Srimanmaharaja Samskrita Graduation and Post Graduation Center is an educational institution located in Mysore, Karnataka, India.

==History==
Sanskrit College, Mysore was established by Krishnaraja Wodeyar III, maharaja of Mysore. After his death, the next king Chamaraja Wodeyar formally opened a Sanskrit School in 1876.

==Curriculum==
The colleges offers courses in Veda, Agama and Shastra in traditional methods. The campus contains one of the oldest collection of Sanskrit manuscripts.

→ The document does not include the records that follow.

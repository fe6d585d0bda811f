//! Builders for INPX archives, for use in tests.
//!
//! Enabled by the `fixture` feature so that other crates can build archives in
//! their own tests without depending on `zip` directly.

use crate::consts::{COLLECTION_INFO, FIELD_SEPARATOR, STRUCTURE_INFO, VERSION_INFO};
use std::fs::File;
use std::io::{self, Write};
use std::path::Path;
use time::OffsetDateTime;
use zip::write::{FullFileOptions, SimpleFileOptions};
use zip::{DateTime, ZipWriter};

const EXTENDED_TIMESTAMP: u16 = 0x5455;

/// Render a listing line in the default field layout.
///
/// Only the identifier, title and deleted flag vary; everything else is filled
/// with plausible values.
pub fn record_line(lib_id: u64, title: &str, deleted: bool) -> String {
    let separator = FIELD_SEPARATOR.to_string();
    let id = lib_id.to_string();
    [
        "Doe,John,:",
        "prose_contemporary:",
        title,
        "",
        "",
        id.as_str(),
        "1024",
        id.as_str(),
        if deleted { "1" } else { "0" },
        "fb2",
        "2020-01-31",
        "en",
        "",
        "",
        "",
    ]
    .join(separator.as_str())
}

/// Incrementally describes the entries of an INPX archive.
#[derive(Debug, Default)]
pub struct ArchiveBuilder {
    collection_info: Option<String>,
    version: Option<String>,
    version_modified: Option<i64>,
    version_extended: Option<u32>,
    structure: Option<String>,
    listings: Vec<(String, Vec<u8>)>,
}

impl ArchiveBuilder {
    pub fn new() -> Self {
        Self::default()
    }

    pub fn collection_info(mut self, text: impl Into<String>) -> Self {
        self.collection_info = Some(text.into());
        self
    }

    /// Add a `version.info` entry with the given contents.
    pub fn version(mut self, version: impl Into<String>) -> Self {
        self.version = Some(version.into());
        self
    }

    /// Stamp the `version.info` entry with a Unix timestamp (even seconds only;
    /// zip timestamps have a two second resolution).
    pub fn version_modified_at(mut self, timestamp: i64) -> Self {
        self.version_modified = Some(timestamp);
        self
    }

    /// Attach an extended timestamp field (0x5455) with the given modification
    /// time to the `version.info` entry.
    pub fn version_extended_time(mut self, timestamp: u32) -> Self {
        self.version_extended = Some(timestamp);
        self
    }

    pub fn structure(mut self, structure: impl Into<String>) -> Self {
        self.structure = Some(structure.into());
        self
    }

    /// Add a listing whose lines are joined with CRLF, as real archives do.
    pub fn listing(mut self, name: impl Into<String>, lines: impl IntoIterator<Item = impl Into<String>>) -> Self {
        let content = lines
            .into_iter()
            .map(|line| {
                let line: String = line.into();
                line + "\r\n"
            })
            .collect::<String>();
        self.listings.push((name.into(), content.into_bytes()));
        self
    }

    /// Add an entry with exactly the given contents.
    pub fn raw_listing(mut self, name: impl Into<String>, content: impl Into<Vec<u8>>) -> Self {
        self.listings.push((name.into(), content.into()));
        self
    }

    /// Write the archive to `path`, replacing any existing file.
    pub fn write(&self, path: impl AsRef<Path>) -> io::Result<()> {
        let mut zip = ZipWriter::new(File::create(path)?);
        let options = SimpleFileOptions::default();
        if let Some(info) = &self.collection_info {
            zip.start_file(COLLECTION_INFO, options)?;
            zip.write_all(info.as_bytes())?;
        }
        if let Some(version) = &self.version {
            let mut version_options = FullFileOptions::default();
            if let Some(timestamp) = self.version_modified {
                version_options = version_options.last_modified_time(zip_datetime(timestamp)?);
            }
            if let Some(timestamp) = self.version_extended {
                // Flags (modification time present) followed by the time itself.
                let mut data = vec![0x01];
                data.extend_from_slice(&timestamp.to_le_bytes());
                version_options.add_extra_data(EXTENDED_TIMESTAMP, data.into_boxed_slice(), false)?;
            }
            zip.start_file(VERSION_INFO, version_options)?;
            zip.write_all(version.as_bytes())?;
        }
        if let Some(structure) = &self.structure {
            zip.start_file(STRUCTURE_INFO, options)?;
            zip.write_all(structure.as_bytes())?;
        }
        for (name, content) in &self.listings {
            zip.start_file(name.as_str(), options)?;
            zip.write_all(content)?;
        }
        zip.finish()?;
        Ok(())
    }
}

fn zip_datetime(timestamp: i64) -> io::Result<DateTime> {
    let at = OffsetDateTime::from_unix_timestamp(timestamp).map_err(io::Error::other)?;
    let year = u16::try_from(at.year()).map_err(|_| io::Error::new(io::ErrorKind::InvalidInput, "negative year"))?;
    DateTime::from_date_and_time(year, u8::from(at.month()), at.day(), at.hour(), at.minute(), at.second())
        .map_err(|_| io::Error::new(io::ErrorKind::InvalidInput, "timestamp outside zip range"))
}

The courses in the college vary from two years to 13 years. The minimum age for enrolment is eight years.

==Alumni==
Notable alumni include Mysore M. Vasudevacharya, Dr. S.Radhakrishnan, Prof. S.Hiriyanna, Maharaja Jayachamaraja Wodeyar and Naveenam Venkatesha Sastry.

==Courses offered==
- Sanskrit Prathama. Three Years
- Kavya. Two years
- Sahithya. Three years
- Vyakarana, Nyaya, Meemaamsa, Dharma Sastra, Vishistadwaita, Shakti Vishistadwaita, Adwaita, Alankara (3 years each)
- Vidwat Madhyama (3 years)
- Vidwat Uthama (2 years)
- Rigveda, Shukla Yajurveda, Krishna Yajurveda, Sama Veda (13 years)
- Jaina Shaivagama, Vaikhasana Agama, Pancharathra Agama, Veerashaivagama and Jainagama (5 years each).

==Fellowships==
Students are admitted and instructed without charging any fee. Hostel facility is also free.